Brief:
Only the lines that include "YYYYMMDD" should be copied from the data below.
Supplied entries Block Start
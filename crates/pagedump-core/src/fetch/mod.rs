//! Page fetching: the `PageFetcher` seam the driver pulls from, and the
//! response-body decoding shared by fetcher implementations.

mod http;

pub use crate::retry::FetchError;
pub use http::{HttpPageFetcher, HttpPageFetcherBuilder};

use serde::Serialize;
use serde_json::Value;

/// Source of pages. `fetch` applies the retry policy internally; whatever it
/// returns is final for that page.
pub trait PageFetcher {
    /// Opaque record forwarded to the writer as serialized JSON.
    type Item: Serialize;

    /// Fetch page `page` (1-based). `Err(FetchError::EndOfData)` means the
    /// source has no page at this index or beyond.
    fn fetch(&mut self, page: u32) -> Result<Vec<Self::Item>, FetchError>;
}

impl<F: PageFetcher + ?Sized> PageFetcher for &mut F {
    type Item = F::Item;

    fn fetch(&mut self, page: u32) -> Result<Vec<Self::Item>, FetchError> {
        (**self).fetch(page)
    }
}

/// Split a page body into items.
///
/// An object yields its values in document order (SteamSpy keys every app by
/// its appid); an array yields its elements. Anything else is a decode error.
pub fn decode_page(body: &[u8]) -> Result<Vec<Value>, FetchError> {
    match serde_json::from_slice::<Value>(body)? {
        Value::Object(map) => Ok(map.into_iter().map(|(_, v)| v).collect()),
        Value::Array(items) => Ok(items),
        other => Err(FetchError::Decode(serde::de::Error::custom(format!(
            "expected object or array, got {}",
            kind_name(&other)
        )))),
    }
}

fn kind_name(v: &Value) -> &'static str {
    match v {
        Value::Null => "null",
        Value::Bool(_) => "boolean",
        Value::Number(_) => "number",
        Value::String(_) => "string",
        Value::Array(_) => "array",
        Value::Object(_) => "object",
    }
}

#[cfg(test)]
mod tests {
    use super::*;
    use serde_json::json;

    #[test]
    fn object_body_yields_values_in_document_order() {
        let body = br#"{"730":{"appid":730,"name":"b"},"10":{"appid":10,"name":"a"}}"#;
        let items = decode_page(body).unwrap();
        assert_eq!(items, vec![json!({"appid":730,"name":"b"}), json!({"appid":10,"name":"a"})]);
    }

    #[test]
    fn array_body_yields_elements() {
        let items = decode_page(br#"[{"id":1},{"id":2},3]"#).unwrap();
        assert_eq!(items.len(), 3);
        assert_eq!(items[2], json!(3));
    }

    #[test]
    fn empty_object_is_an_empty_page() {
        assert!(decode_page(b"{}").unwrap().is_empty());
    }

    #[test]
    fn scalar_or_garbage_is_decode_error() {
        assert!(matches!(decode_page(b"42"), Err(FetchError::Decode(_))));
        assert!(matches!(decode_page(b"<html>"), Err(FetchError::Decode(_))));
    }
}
Supplied entries Block End
Supplied entries Block Start
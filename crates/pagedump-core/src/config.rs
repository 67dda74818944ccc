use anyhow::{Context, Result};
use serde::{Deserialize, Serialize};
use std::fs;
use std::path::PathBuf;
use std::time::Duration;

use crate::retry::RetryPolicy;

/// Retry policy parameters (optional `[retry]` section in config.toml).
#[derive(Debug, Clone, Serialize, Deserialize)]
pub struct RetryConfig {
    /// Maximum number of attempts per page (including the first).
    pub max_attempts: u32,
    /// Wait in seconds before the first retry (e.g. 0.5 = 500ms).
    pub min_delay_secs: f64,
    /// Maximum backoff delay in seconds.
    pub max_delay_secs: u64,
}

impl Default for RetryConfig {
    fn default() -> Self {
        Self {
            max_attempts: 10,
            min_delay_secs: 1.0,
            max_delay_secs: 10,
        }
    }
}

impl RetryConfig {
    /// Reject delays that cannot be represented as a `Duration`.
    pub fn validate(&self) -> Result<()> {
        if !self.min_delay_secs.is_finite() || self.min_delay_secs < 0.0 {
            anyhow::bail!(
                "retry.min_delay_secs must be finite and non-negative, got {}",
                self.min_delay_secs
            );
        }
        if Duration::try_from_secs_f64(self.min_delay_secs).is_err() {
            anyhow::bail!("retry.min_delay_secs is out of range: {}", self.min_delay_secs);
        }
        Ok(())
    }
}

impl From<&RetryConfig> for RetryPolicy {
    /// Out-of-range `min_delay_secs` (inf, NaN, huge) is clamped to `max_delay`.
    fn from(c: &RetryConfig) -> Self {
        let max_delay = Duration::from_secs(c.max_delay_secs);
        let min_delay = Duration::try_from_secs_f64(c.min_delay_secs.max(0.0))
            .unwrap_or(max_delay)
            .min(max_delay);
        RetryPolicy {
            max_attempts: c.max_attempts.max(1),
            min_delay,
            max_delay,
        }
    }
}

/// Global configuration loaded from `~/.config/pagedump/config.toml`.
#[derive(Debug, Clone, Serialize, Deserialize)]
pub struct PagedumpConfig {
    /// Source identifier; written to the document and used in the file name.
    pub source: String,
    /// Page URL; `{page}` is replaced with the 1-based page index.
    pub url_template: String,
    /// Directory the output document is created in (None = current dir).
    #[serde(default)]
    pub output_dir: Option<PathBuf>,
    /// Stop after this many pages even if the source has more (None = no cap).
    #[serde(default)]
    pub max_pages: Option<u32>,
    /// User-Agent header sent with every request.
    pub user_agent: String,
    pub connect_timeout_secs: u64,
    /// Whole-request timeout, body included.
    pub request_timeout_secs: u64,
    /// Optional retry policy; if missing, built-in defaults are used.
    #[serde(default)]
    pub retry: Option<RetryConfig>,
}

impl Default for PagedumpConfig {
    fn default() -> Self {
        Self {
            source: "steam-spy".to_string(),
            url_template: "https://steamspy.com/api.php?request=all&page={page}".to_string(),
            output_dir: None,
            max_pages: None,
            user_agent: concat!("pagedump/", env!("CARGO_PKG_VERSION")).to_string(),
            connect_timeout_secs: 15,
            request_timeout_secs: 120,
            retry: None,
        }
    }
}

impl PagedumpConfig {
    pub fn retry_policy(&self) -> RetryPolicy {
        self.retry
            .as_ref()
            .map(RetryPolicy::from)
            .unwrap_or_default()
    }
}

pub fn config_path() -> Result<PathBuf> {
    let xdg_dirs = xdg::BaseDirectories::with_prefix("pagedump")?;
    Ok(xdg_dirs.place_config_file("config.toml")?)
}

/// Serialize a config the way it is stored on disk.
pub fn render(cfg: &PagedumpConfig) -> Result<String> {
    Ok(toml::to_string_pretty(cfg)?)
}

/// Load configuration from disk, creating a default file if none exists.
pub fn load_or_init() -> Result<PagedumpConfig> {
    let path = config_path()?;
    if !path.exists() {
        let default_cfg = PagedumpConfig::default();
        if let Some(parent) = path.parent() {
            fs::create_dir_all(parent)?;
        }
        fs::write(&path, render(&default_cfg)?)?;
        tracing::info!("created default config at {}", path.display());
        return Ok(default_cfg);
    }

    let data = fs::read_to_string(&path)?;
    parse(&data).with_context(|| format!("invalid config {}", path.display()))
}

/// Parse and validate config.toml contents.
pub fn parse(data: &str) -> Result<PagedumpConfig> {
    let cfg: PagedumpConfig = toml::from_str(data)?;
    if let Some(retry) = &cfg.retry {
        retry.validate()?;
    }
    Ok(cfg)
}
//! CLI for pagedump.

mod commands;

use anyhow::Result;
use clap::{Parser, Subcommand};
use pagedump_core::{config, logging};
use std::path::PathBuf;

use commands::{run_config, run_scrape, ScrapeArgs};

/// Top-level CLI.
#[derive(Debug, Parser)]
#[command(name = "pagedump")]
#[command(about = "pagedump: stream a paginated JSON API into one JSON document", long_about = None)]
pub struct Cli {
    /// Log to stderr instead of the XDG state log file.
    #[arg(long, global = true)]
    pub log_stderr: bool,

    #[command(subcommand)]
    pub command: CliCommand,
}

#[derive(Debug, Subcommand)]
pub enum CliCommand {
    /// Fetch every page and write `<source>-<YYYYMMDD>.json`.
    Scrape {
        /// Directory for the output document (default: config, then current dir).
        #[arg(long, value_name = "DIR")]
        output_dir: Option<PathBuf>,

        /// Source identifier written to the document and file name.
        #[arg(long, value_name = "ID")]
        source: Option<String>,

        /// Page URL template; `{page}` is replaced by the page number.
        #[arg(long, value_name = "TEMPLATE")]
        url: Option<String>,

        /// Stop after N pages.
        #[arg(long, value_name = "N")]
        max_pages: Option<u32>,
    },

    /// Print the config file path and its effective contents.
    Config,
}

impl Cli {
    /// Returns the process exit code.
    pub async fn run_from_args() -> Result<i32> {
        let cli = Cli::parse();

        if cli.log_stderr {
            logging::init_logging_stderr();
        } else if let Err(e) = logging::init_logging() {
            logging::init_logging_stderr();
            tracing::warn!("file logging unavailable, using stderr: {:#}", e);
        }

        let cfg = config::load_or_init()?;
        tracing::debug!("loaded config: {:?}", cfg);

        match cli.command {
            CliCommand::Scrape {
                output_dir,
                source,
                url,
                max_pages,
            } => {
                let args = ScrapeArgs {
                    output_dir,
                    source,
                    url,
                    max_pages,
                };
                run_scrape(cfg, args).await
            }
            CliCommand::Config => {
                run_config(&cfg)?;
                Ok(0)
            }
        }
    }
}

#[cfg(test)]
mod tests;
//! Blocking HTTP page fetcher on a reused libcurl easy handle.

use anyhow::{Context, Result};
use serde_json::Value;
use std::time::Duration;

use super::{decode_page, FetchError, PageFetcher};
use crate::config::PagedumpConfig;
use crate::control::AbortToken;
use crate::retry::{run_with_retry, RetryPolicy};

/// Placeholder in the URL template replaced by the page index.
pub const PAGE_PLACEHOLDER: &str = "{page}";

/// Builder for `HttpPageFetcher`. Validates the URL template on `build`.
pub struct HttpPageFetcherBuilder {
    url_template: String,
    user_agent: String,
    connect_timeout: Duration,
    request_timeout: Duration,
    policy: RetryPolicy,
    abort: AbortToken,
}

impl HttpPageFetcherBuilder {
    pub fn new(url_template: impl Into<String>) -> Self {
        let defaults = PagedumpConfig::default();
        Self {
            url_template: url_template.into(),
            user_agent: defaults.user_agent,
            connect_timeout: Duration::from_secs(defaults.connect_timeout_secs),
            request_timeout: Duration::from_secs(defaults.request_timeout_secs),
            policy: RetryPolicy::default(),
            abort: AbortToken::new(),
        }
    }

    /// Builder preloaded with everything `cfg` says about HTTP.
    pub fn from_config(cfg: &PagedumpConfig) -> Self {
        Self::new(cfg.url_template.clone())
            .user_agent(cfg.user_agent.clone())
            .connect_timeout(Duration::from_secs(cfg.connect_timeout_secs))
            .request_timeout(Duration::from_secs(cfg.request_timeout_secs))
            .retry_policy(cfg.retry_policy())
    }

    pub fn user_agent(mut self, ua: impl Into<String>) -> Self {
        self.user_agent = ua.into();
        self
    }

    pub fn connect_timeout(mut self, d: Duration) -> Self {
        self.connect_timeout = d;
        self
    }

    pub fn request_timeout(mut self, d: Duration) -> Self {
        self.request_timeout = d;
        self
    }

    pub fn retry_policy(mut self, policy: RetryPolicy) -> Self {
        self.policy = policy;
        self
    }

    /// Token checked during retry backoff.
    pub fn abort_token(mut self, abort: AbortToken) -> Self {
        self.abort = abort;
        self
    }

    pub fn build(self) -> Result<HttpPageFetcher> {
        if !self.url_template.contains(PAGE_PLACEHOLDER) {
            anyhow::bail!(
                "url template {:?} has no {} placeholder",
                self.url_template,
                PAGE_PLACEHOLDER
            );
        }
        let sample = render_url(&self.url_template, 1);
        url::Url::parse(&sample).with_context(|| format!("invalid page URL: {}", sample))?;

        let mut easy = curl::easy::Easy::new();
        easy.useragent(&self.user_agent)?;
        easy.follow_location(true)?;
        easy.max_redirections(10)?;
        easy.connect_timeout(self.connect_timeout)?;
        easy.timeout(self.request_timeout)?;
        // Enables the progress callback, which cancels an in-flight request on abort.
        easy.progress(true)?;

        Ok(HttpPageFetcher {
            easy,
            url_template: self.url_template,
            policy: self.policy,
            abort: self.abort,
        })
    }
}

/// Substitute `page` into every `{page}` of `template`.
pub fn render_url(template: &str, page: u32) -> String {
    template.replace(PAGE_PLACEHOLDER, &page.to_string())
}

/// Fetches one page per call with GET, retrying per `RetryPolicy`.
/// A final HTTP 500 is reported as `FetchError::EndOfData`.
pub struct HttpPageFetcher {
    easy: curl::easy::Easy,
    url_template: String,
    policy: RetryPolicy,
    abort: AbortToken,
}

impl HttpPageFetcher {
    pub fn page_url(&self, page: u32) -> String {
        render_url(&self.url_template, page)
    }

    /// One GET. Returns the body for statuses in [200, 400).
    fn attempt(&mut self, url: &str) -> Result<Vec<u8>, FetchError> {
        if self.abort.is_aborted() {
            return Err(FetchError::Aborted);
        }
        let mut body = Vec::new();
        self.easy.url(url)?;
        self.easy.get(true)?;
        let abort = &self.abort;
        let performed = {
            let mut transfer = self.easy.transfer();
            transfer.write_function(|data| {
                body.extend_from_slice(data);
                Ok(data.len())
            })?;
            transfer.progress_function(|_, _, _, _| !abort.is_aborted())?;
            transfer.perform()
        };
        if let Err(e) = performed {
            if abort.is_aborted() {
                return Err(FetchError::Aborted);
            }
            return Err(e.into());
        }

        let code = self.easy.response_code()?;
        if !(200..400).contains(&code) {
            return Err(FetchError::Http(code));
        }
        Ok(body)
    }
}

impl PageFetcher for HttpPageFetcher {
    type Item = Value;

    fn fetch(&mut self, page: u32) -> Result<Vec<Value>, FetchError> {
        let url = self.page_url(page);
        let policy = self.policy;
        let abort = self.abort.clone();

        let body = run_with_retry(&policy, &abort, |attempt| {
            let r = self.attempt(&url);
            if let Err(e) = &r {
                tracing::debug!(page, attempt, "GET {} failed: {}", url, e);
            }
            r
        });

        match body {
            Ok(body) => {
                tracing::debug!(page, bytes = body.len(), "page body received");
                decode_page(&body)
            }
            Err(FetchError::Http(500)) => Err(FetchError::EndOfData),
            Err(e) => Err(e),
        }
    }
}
Supplied entries Block End
Supplied entries Block Start
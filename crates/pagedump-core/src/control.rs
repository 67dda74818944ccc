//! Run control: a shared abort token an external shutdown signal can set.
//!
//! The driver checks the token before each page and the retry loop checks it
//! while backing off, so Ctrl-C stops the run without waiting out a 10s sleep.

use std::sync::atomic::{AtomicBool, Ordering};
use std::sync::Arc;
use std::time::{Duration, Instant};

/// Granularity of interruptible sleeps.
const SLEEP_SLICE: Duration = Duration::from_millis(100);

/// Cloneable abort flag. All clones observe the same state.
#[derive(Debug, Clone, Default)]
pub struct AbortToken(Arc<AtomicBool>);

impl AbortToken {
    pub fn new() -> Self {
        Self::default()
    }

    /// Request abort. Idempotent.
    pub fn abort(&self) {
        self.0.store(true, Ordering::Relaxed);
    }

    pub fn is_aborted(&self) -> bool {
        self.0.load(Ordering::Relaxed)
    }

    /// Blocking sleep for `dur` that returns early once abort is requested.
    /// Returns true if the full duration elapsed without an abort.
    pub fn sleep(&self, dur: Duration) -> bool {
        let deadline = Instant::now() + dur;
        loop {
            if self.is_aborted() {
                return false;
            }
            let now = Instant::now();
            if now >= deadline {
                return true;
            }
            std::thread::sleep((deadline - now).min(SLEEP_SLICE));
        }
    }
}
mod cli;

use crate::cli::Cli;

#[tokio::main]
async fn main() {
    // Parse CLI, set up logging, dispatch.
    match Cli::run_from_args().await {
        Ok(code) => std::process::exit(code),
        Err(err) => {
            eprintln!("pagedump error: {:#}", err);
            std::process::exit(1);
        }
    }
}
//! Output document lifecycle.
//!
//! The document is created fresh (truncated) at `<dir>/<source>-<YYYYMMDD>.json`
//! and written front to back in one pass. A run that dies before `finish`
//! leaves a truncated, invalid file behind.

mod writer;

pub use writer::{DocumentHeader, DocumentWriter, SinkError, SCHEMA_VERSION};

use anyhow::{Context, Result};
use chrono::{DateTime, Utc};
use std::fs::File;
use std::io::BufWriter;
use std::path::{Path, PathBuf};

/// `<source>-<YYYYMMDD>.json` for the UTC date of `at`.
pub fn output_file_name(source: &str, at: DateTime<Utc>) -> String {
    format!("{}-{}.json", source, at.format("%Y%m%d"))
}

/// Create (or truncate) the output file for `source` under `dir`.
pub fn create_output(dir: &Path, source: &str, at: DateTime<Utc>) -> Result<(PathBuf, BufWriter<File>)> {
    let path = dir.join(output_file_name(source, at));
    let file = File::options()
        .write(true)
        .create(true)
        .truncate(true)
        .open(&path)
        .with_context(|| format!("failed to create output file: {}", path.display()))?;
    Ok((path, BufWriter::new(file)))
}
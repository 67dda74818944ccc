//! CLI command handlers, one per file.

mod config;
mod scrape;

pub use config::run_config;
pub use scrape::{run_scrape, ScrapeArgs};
Supplied entries Block End
Output below:
    /// Fetch every page and write `<source>-<YYYYMMDD>.json`.
//! The document is created fresh (truncated) at `<dir>/<source>-<YYYYMMDD>.json`
/// `<source>-<YYYYMMDD>.json` for the UTC date of `at`.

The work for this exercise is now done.